Description of the task: Below are several records. Retype exactly those lines running from the one with "let entry = stats.entry(node.area).or_default();" through the one with "depth_percentage: fill_sum /", end lines included, and no others.

Data excerpts:

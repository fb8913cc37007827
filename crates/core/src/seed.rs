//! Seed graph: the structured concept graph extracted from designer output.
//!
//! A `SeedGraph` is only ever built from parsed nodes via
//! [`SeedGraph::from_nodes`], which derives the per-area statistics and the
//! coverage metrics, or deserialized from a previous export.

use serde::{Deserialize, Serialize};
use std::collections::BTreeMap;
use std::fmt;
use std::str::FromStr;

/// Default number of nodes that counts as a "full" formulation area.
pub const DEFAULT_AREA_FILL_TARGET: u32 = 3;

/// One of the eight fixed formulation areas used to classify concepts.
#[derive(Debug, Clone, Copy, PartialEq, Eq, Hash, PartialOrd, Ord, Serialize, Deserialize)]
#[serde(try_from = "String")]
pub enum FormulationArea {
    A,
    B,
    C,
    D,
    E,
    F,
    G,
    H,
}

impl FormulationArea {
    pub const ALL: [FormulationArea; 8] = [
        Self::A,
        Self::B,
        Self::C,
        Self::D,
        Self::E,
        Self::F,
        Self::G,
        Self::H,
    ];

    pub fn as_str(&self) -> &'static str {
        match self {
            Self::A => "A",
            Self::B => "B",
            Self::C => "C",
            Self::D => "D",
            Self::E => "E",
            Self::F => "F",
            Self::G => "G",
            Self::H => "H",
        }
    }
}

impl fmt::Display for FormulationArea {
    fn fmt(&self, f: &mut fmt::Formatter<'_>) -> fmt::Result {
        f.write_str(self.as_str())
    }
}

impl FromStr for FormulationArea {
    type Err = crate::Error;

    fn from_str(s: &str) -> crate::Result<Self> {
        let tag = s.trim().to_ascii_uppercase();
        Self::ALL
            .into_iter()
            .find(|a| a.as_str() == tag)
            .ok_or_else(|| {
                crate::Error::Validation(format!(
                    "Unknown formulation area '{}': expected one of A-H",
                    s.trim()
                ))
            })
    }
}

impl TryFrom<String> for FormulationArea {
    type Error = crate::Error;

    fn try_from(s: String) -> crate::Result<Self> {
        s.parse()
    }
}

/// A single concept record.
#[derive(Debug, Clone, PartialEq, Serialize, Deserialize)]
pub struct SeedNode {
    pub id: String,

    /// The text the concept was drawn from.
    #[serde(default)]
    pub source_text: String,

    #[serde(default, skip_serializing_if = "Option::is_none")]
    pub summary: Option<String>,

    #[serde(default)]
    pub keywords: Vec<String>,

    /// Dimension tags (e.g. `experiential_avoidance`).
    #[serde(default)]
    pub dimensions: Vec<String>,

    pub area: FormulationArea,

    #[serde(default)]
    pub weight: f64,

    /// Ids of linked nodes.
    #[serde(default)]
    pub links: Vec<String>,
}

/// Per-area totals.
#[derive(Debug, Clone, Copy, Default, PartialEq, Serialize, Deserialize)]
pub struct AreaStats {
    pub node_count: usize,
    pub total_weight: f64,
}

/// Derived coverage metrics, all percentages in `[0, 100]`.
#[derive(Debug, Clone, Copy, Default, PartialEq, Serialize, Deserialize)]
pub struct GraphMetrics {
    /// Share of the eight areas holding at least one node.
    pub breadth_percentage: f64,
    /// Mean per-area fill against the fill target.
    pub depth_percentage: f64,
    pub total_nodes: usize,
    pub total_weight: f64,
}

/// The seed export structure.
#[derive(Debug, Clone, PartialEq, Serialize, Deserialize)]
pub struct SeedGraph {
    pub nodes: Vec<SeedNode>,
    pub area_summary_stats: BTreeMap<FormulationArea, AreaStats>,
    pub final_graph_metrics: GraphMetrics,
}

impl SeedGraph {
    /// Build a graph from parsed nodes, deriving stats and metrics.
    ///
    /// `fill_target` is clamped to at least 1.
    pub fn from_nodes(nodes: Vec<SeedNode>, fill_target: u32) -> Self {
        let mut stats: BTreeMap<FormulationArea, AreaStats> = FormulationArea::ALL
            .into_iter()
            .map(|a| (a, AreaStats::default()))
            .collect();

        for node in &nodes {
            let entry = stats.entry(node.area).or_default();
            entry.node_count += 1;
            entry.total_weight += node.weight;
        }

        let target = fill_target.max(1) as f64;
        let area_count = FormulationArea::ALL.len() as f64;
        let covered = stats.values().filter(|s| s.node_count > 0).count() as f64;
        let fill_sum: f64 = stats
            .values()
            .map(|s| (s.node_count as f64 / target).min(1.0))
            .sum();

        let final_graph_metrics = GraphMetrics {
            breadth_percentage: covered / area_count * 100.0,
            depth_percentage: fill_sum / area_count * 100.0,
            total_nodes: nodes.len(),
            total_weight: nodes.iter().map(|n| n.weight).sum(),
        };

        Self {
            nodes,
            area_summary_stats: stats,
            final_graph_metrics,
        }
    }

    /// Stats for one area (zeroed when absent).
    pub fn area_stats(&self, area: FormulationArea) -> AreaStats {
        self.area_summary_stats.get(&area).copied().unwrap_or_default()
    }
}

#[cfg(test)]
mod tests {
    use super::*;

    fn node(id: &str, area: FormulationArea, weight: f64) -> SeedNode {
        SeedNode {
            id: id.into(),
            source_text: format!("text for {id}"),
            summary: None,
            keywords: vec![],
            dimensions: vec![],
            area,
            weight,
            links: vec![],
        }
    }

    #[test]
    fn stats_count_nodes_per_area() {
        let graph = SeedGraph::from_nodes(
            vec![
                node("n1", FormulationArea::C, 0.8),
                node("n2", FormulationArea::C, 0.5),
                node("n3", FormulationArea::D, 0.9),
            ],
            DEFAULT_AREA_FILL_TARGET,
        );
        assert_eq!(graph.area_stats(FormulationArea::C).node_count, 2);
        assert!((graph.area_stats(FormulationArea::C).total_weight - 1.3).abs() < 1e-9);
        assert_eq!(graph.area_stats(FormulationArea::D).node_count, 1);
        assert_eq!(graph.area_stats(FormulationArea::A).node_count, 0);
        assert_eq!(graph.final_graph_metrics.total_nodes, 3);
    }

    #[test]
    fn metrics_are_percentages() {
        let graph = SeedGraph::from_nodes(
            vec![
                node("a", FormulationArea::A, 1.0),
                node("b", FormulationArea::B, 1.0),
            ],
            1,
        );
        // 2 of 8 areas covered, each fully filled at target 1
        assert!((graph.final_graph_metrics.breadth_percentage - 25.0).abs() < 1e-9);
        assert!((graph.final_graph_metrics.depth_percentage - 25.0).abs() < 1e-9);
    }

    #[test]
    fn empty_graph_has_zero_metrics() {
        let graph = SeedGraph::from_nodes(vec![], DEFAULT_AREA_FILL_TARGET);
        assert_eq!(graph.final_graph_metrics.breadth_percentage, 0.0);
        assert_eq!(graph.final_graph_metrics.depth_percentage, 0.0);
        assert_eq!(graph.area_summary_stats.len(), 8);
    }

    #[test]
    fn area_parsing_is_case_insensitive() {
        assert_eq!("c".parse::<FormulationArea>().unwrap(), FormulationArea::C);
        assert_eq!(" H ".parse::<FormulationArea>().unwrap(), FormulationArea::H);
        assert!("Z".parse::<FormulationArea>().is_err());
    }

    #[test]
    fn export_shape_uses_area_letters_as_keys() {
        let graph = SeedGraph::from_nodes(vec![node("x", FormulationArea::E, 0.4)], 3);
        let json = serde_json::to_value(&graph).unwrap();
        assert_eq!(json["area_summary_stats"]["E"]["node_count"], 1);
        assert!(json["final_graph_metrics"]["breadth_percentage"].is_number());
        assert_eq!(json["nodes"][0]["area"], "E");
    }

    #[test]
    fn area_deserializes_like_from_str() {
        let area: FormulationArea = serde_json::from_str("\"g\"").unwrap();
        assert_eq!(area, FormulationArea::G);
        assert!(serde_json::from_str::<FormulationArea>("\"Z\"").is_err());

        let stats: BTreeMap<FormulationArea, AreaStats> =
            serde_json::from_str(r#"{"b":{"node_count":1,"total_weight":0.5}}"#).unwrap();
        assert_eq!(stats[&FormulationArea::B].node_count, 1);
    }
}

Your solution:
            let entry = stats.entry(node.area).or_default();
            entry.node_count += 1;
            entry.total_weight += node.weight;
        }

        let target = fill_target.max(1) as f64;
        let area_count = FormulationArea::ALL.len() as f64;
        let covered = stats.values().filter(|s| s.node_count > 0).count() as f64;
        let fill_sum: f64 = stats
            .values()
            .map(|s| (s.node_count as f64 / target).min(1.0))
            .sum();

        let final_graph_metrics = GraphMetrics {
            breadth_percentage: covered / area_count * 100.0,
            depth_percentage: fill_sum / area_count * 100.0,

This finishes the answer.